Use of a T-lymphocyte clonal assay for determining HPRT mutant frequencies in individual rats.

Conditions for detection and isolation of HPRT- mutants in cloned rat T-lymphocytes from individual adult Lewis rats were determined. Similar to cloning of human T-cells, best results were obtained with lectin (PHA)-primed T-lymphocytes of rats. High cloning efficiencies, occasionally exceeding 50%, could be obtained when the target cells employed were isolated from cervical lymph nodes. Feeder cells used were splenocytes, irradiated with 40 Gy of X-rays after priming with Con A. Human interleukin-2, present in LAK supernatant, proved to be capable of inducing proliferative activity of rat T-lymphocytes and could replace conditioned medium from primed rat splenocytes.

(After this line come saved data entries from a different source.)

impl IndexConfig {
    /// Set utilization bounds.
    pub fn with_utilization_bounds(mut self, low: f64, high: f64) -> Self {
        self.low_utilization = low;
        self.high_utilization = high;
        self
    }

    /// Set request-unit prices (per million).
    pub fn with_prices(mut self, read: f64, write: f64) -> Self {
        self.read_unit_price = read;
        self.write_unit_price = write;
        self
    }

    fn validate(&self) -> Result<()> {
        if !(0.0..1.0).contains(&self.low_utilization) || self.low_utilization >= self.high_utilization {
            return Err(Error::Config(
                "utilization bounds must satisfy 0 <= low < high".to_string(),
            ));
        }
        Ok(())
    }
}

/// Partition lifecycle configuration.
#[derive(Debug, Clone)]
pub struct LifecycleConfig {
    /// Entity types whose upcoming partitions are created ahead of writes.
    pub entity_types: Vec<String>,

    /// Granularity of the time buckets.
    pub granularity: Granularity,

    /// Number of buckets (current included) kept created ahead.
    pub create_ahead: u32,

    /// Inactivity age after which the default rule archives a partition.
    pub archive_after_days: u32,

    /// Age after which the default rule deletes an archived partition.
    pub delete_after_days: u32,

    /// Interval between scheduled lifecycle evaluations.
    pub evaluation_interval: Duration,

    /// Install the built-in archive/delete rules.
    pub install_default_rules: bool,
}

impl Default for LifecycleConfig {
    fn default() -> Self {
        Self {
            entity_types: Vec::new(),
            granularity: Granularity::Monthly,
            create_ahead: 2,
            archive_after_days: 90,
            delete_after_days: 365,
            evaluation_interval: Duration::from_secs(3600),
            install_default_rules: true,
        }
    }
}

impl LifecycleConfig {
    /// Set the entity types created ahead of writes.
    pub fn with_entity_types<I, S>(mut self, types: I) -> Self
    where
        I: IntoIterator<Item = S>,
        S: Into<String>,
    {
        self.entity_types = types.into_iter().map(Into::into).collect();
        self
    }

    /// Set the bucket granularity.
    pub fn with_granularity(mut self, granularity: Granularity) -> Self {
        self.granularity = granularity;
        self
    }

    /// Set the number of buckets created ahead.
    pub fn with_create_ahead(mut self, buckets: u32) -> Self {
        self.create_ahead = buckets;
        self
    }

    /// Set the default archive age.
    pub fn with_archive_after_days(mut self, days: u32) -> Self {
        self.archive_after_days = days;
        self
    }

    /// Set the default delete age.
    pub fn with_delete_after_days(mut self, days: u32) -> Self {
        self.delete_after_days = days;
        self
    }

    /// Set the scheduler interval.
    pub fn with_evaluation_interval(mut self, interval: Duration) -> Self {
        self.evaluation_interval = interval;
        self
    }

    /// Enable or disable the built-in rules.
    pub fn with_default_rules(mut self, enabled: bool) -> Self {
        self.install_default_rules = enabled;
        self
    }

    fn validate(&self) -> Result<()> {
        if self.create_ahead == 0 {
            return Err(Error::Config("create_ahead must be at least 1".to_string()));
        }
        if self.delete_after_days <= self.archive_after_days {
            return Err(Error::Config(
                "delete_after_days must exceed archive_after_days".to_string(),
            ));
        }
        if self.evaluation_interval.is_zero() {
            return Err(Error::Config("evaluation_interval must be non-zero".to_string()));
        }
        Ok(())
    }
}

/// Archive configuration.
#[derive(Debug, Clone)]
pub struct ArchiveConfig {
    /// Compress archived data with LZ4.
    pub compression: bool,

    /// Key prefix for blobs and manifests in the archive store.
    pub key_prefix: String,

    /// Retry policy for blob writes.
    pub retry: RetryPolicy,
}

impl Default for ArchiveConfig {
    fn default() -> Self {
        Self {
            compression: true,
            key_prefix: "archive".to_string(),
            retry: RetryPolicy::default(),
        }
    }
}

impl ArchiveConfig {
    /// Enable or disable compression.
    pub fn with_compression(mut self, enabled: bool) -> Self {
        self.compression = enabled;
        self
    }

    /// Set the key prefix.
    pub fn with_key_prefix(mut self, prefix: impl Into<String>) -> Self {
        self.key_prefix = prefix.into();
        self
    }

    /// Set the retry policy.
    pub fn with_retry(mut self, retry: RetryPolicy) -> Self {
        self.retry = retry;
        self
    }

    fn validate(&self) -> Result<()> {
        if self.key_prefix.is_empty() {
            return Err(Error::Config("archive key_prefix must not be empty".to_string()));
        }
        self.retry.validate()
    }
}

Under the conditions described in this paper, the frequency of mutants in the HPRT gene of T-lymphocytes in Lewis rats was about 80% lower than that found in human T-lymphocytes from adults. The inverse relationship between mutant frequency and cloning efficiency, clearly demonstrated for human data, could not be established for rats. Treatment of rats with N-ethyl-N-nitrosourea, a potent alkylating agent, resulted in a time- and dose-dependent induction of HPRT- mutants, demonstrating the usefulness of this system to study in vivo mutagenesis.